▶ [TASK REQUIREMENTS]: Copy every record that follows, word for word.

▶ [Collected data]:
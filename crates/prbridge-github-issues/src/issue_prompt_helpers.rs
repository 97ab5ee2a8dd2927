use crate::issue_command_parser::CommandVerb;
use crate::path_policy::PathAllowlist;

/// Render the model prompt for one bridge command.
///
/// The prompt only advises the model; the change-set validator remains the
/// enforcement point for the allowlist.
pub fn build_bridge_prompt(
    verb: CommandVerb,
    request_text: &str,
    repo_slug: &str,
    base_branch: &str,
    allowlist: &PathAllowlist,
) -> String {
    match verb {
        CommandVerb::Plan => build_plan_prompt(request_text, repo_slug, base_branch, allowlist),
        CommandVerb::Propose => {
            build_propose_prompt(request_text, repo_slug, base_branch, allowlist)
        }
    }
}

pub fn build_plan_prompt(
    request_text: &str,
    repo_slug: &str,
    base_branch: &str,
    allowlist: &PathAllowlist,
) -> String {
    format!(
        r#"You are an assistant helping with a GitHub repository workflow.
Return a concise, actionable plan in Markdown bullet points.

Repo: {repo_slug}
Base branch: {base_branch}
Constraints:
- Only these path prefixes are allowed for file changes: {prefixes}
- PR-only workflow (never push to {base_branch} directly).

User request:
{request_text}
"#,
        prefixes = allowlist.display_list(),
    )
}

pub fn build_propose_prompt(
    request_text: &str,
    repo_slug: &str,
    base_branch: &str,
    allowlist: &PathAllowlist,
) -> String {
    let quoted_prefixes = allowlist
        .prefixes()
        .iter()
        .map(|prefix| format!("\"{prefix}\""))
        .collect::<Vec<_>>()
        .join(", ");
    let path_hint = allowlist
        .prefixes()
        .iter()
        .map(|prefix| format!("{prefix}..."))
        .collect::<Vec<_>>()
        .join(" or ");
    format!(
        r#"You are an assistant preparing a safe GitHub pull request change-set.

Repo: {repo_slug}
Base branch: {base_branch}

STRICT constraints:
- You may ONLY modify, create, or delete files under these path prefixes: [{quoted_prefixes}]
- Do NOT include any other paths.
- Paths must be relative and must not contain '..'.
- Output MUST be valid JSON only (no prose, no code fences).

JSON schema:
{{
  "title": "PR title",
  "body": "PR body markdown",
  "commit_message": "Commit message",
  "changes": [
    {{
      "path": "{path_hint}",
      "action": "upsert" | "delete",
      "content": "full file content (required for upsert)"
    }}
  ]
}}

User request:
{request_text}
"#
    )
}
use tracing::level_filters::LevelFilter;
use tracing_subscriber::EnvFilter;

pub(crate) fn init_tracing() {
    let env_filter = EnvFilter::builder()
        .with_default_directive(LevelFilter::INFO.into())
        .from_env_lossy();

    tracing_subscriber::fmt()
        .with_env_filter(env_filter)
        .with_writer(std::io::stderr)
        .with_target(false)
        .compact()
        .init();
}
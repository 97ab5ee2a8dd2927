mod bootstrap_helpers;
mod cli_args;
mod startup_dispatch;
mod startup_preflight;

use std::process::ExitCode;

use clap::Parser;

use crate::bootstrap_helpers::init_tracing;
use crate::cli_args::Cli;
use crate::startup_dispatch::run_cli;

#[tokio::main]
async fn main() -> ExitCode {
    init_tracing();
    let cli = Cli::parse();
    match run_cli(cli).await {
        Ok(outcome) => {
            tracing::info!(outcome = ?outcome, "bridge run finished");
            ExitCode::SUCCESS
        }
        Err(error) => {
            tracing::error!(error = %format!("{error:#}"), "bridge run failed");
            ExitCode::FAILURE
        }
    }
}
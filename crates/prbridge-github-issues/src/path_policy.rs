//! Path allowlist enforced on every model-proposed change before any write.

pub const DEFAULT_ALLOWED_PATH_PREFIXES: [&str; 2] = ["docs/", ".github/"];

#[derive(Debug, Clone, Copy, PartialEq, Eq)]
/// Public struct `PathPolicyDecision` used across bridge components.
pub struct PathPolicyDecision {
    pub accepted: bool,
    pub reason_code: &'static str,
}

#[derive(Debug, Clone, PartialEq, Eq)]
/// Fixed set of repository path prefixes under which mutation is permitted.
pub struct PathAllowlist {
    prefixes: Vec<String>,
}

impl Default for PathAllowlist {
    fn default() -> Self {
        Self {
            prefixes: DEFAULT_ALLOWED_PATH_PREFIXES
                .iter()
                .map(|prefix| prefix.to_string())
                .collect(),
        }
    }
}

impl PathAllowlist {
    /// Builds an allowlist from directory prefixes. Each prefix is normalized to
    /// end with `/` so that `docs` never admits `docs-private/...`.
    pub fn new<I, S>(prefixes: I) -> Result<Self, String>
    where
        I: IntoIterator<Item = S>,
        S: AsRef<str>,
    {
        let mut normalized = Vec::new();
        for raw in prefixes {
            let trimmed = raw.as_ref().trim();
            if trimmed.is_empty() {
                continue;
            }
            if is_absolute_path(trimmed) || has_parent_traversal(trimmed) {
                return Err(format!(
                    "allowed path prefix '{trimmed}' must be relative and must not contain '..'"
                ));
            }
            let prefix = if trimmed.ends_with('/') {
                trimmed.to_string()
            } else {
                format!("{trimmed}/")
            };
            if !normalized.contains(&prefix) {
                normalized.push(prefix);
            }
        }
        if normalized.is_empty() {
            return Err("at least one allowed path prefix is required".to_string());
        }
        Ok(Self {
            prefixes: normalized,
        })
    }

    pub fn prefixes(&self) -> &[String] {
        &self.prefixes
    }

    /// Comma-separated rendering used in prompts and rejection messages.
    pub fn display_list(&self) -> String {
        self.prefixes.join(", ")
    }

    pub fn evaluate(&self, path: &str) -> PathPolicyDecision {
        if has_control_character(path) {
            return PathPolicyDecision {
                accepted: false,
                reason_code: "deny_control_character",
            };
        }
        if !self
            .prefixes
            .iter()
            .any(|prefix| path.starts_with(prefix.as_str()))
        {
            return PathPolicyDecision {
                accepted: false,
                reason_code: "deny_prefix_not_allowlisted",
            };
        }
        if has_parent_traversal(path) {
            return PathPolicyDecision {
                accepted: false,
                reason_code: "deny_parent_traversal",
            };
        }
        if is_absolute_path(path) {
            return PathPolicyDecision {
                accepted: false,
                reason_code: "deny_absolute_path",
            };
        }
        if !has_file_name(path) {
            return PathPolicyDecision {
                accepted: false,
                reason_code: "deny_missing_file_name",
            };
        }
        PathPolicyDecision {
            accepted: true,
            reason_code: "allow_prefix_allowlist",
        }
    }
}

pub fn has_parent_traversal(path: &str) -> bool {
    path.split(['/', '\\']).any(|segment| segment == "..")
}

/// URL parsers drop tabs and newlines, so `.\t.` would reach GitHub as `..`.
pub fn has_control_character(path: &str) -> bool {
    path.chars().any(char::is_control)
}

/// True when the last segment names a file rather than a directory.
pub fn has_file_name(path: &str) -> bool {
    path.split(['/', '\\'])
        .last()
        .is_some_and(|segment| !segment.is_empty() && segment != ".")
}

pub fn is_absolute_path(path: &str) -> bool {
    if path.starts_with('/') || path.starts_with('\\') {
        return true;
    }
    let bytes = path.as_bytes();
    bytes.len() >= 2 && bytes[0].is_ascii_alphabetic() && bytes[1] == b':'
}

▶ [ANSWER AREA]:
filename crates/prbridge-github-issues/src/issue_prompt_helpers.rs
repository 97ab5ee2a8dd2927
use crate::issue_command_parser::CommandVerb;
use crate::path_policy::PathAllowlist;

/// Render the model prompt for one bridge command.
///
/// The prompt only advises the model; the change-set validator remains the
/// enforcement point for the allowlist.
pub fn build_bridge_prompt(
    verb: CommandVerb,
    request_text: &str,
    repo_slug: &str,
    base_branch: &str,
    allowlist: &PathAllowlist,
) -> String {
    match verb {
        CommandVerb::Plan => build_plan_prompt(request_text, repo_slug, base_branch, allowlist),
        CommandVerb::Propose => {
            build_propose_prompt(request_text, repo_slug, base_branch, allowlist)
        }
    }
}

pub fn build_plan_prompt(
    request_text: &str,
    repo_slug: &str,
    base_branch: &str,
    allowlist: &PathAllowlist,
) -> String {
    format!(
        r#"You are an assistant helping with a GitHub repository workflow.
Return a concise, actionable plan in Markdown bullet points.

Repo: {repo_slug}
Base branch: {base_branch}
Constraints:
- Only these path prefixes are allowed for file changes: {prefixes}
- PR-only workflow (never push to {base_branch} directly).

User request:
{request_text}
"#,
        prefixes = allowlist.display_list(),
    )
}

pub fn build_propose_prompt(
    request_text: &str,
    repo_slug: &str,
    base_branch: &str,
    allowlist: &PathAllowlist,
) -> String {
    let quoted_prefixes = allowlist
        .prefixes()
        .iter()
        .map(|prefix| format!("\"{prefix}\""))
        .collect::<Vec<_>>()
        .join(", ");
    let path_hint = allowlist
        .prefixes()
        .iter()
        .map(|prefix| format!("{prefix}..."))
        .collect::<Vec<_>>()
        .join(" or ");
    format!(
        r#"You are an assistant preparing a safe GitHub pull request change-set.

Repo: {repo_slug}
Base branch: {base_branch}

STRICT constraints:
- You may ONLY modify, create, or delete files under these path prefixes: [{quoted_prefixes}]
- Do NOT include any other paths.
- Paths must be relative and must not contain '..'.
- Output MUST be valid JSON only (no prose, no code fences).

JSON schema:
{{
  "title": "PR title",
  "body": "PR body markdown",
  "commit_message": "Commit message",
  "changes": [
    {{
      "path": "{path_hint}",
      "action": "upsert" | "delete",
      "content": "full file content (required for upsert)"
    }}
  ]
}}

User request:
{request_text}
"#
    )
}
use tracing::level_filters::LevelFilter;
use tracing_subscriber::EnvFilter;

pub(crate) fn init_tracing() {
    let env_filter = EnvFilter::builder()
        .with_default_directive(LevelFilter::INFO.into())
        .from_env_lossy();

    tracing_subscriber::fmt()
        .with_env_filter(env_filter)
        .with_writer(std::io::stderr)
        .with_target(false)
        .compact()
        .init();
}
repository 97ab5ee2a8dd2927
mod bootstrap_helpers;
mod cli_args;
mod startup_dispatch;
mod startup_preflight;

use std::process::ExitCode;

use clap::Parser;

use crate::bootstrap_helpers::init_tracing;
use crate::cli_args::Cli;
use crate::startup_dispatch::run_cli;

#[tokio::main]
async fn main() -> ExitCode {
    init_tracing();
    let cli = Cli::parse();
    match run_cli(cli).await {
        Ok(outcome) => {
            tracing::info!(outcome = ?outcome, "bridge run finished");
            ExitCode::SUCCESS
        }
        Err(error) => {
            tracing::error!(error = %format!("{error:#}"), "bridge run failed");
            ExitCode::FAILURE
        }
    }
}
filename crates/prbridge-github-issues/src/path_policy.rs
//! Path allowlist enforced on every model-proposed change before any write.

pub const DEFAULT_ALLOWED_PATH_PREFIXES: [&str; 2] = ["docs/", ".github/"];

#[derive(Debug, Clone, Copy, PartialEq, Eq)]
/// Public struct `PathPolicyDecision` used across bridge components.
pub struct PathPolicyDecision {
    pub accepted: bool,
    pub reason_code: &'static str,
}

#[derive(Debug, Clone, PartialEq, Eq)]
/// Fixed set of repository path prefixes under which mutation is permitted.
pub struct PathAllowlist {
    prefixes: Vec<String>,
}

impl Default for PathAllowlist {
    fn default() -> Self {
        Self {
            prefixes: DEFAULT_ALLOWED_PATH_PREFIXES
                .iter()
                .map(|prefix| prefix.to_string())
                .collect(),
        }
    }
}

impl PathAllowlist {
    /// Builds an allowlist from directory prefixes. Each prefix is normalized to
    /// end with `/` so that `docs` never admits `docs-private/...`.
    pub fn new<I, S>(prefixes: I) -> Result<Self, String>
    where
        I: IntoIterator<Item = S>,
        S: AsRef<str>,
    {
        let mut normalized = Vec::new();
        for raw in prefixes {
            let trimmed = raw.as_ref().trim();
            if trimmed.is_empty() {
                continue;
            }
            if is_absolute_path(trimmed) || has_parent_traversal(trimmed) {
                return Err(format!(
                    "allowed path prefix '{trimmed}' must be relative and must not contain '..'"
                ));
            }
            let prefix = if trimmed.ends_with('/') {
                trimmed.to_string()
            } else {
                format!("{trimmed}/")
            };
            if !normalized.contains(&prefix) {
                normalized.push(prefix);
            }
        }
        if normalized.is_empty() {
            return Err("at least one allowed path prefix is required".to_string());
        }
        Ok(Self {
            prefixes: normalized,
        })
    }

    pub fn prefixes(&self) -> &[String] {
        &self.prefixes
    }

    /// Comma-separated rendering used in prompts and rejection messages.
    pub fn display_list(&self) -> String {
        self.prefixes.join(", ")
    }

    pub fn evaluate(&self, path: &str) -> PathPolicyDecision {
        if has_control_character(path) {
            return PathPolicyDecision {
                accepted: false,
                reason_code: "deny_control_character",
            };
        }
        if !self
            .prefixes
            .iter()
            .any(|prefix| path.starts_with(prefix.as_str()))
        {
            return PathPolicyDecision {
                accepted: false,
                reason_code: "deny_prefix_not_allowlisted",
            };
        }
        if has_parent_traversal(path) {
            return PathPolicyDecision {
                accepted: false,
                reason_code: "deny_parent_traversal",
            };
        }
        if is_absolute_path(path) {
            return PathPolicyDecision {
                accepted: false,
                reason_code: "deny_absolute_path",
            };
        }
        if !has_file_name(path) {
            return PathPolicyDecision {
                accepted: false,
                reason_code: "deny_missing_file_name",
            };
        }
        PathPolicyDecision {
            accepted: true,
            reason_code: "allow_prefix_allowlist",
        }
    }
}

pub fn has_parent_traversal(path: &str) -> bool {
    path.split(['/', '\\']).any(|segment| segment == "..")
}

/// URL parsers drop tabs and newlines, so `.\t.` would reach GitHub as `..`.
pub fn has_control_character(path: &str) -> bool {
    path.chars().any(char::is_control)
}

/// True when the last segment names a file rather than a directory.
pub fn has_file_name(path: &str) -> bool {
    path.split(['/', '\\'])
        .last()
        .is_some_and(|segment| !segment.is_empty() && segment != ".")
}

pub fn is_absolute_path(path: &str) -> bool {
    if path.starts_with('/') || path.starts_with('\\') {
        return true;
    }
    let bytes = path.as_bytes();
    bytes.len() >= 2 && bytes[0].is_ascii_alphabetic() && bytes[1] == b':'
}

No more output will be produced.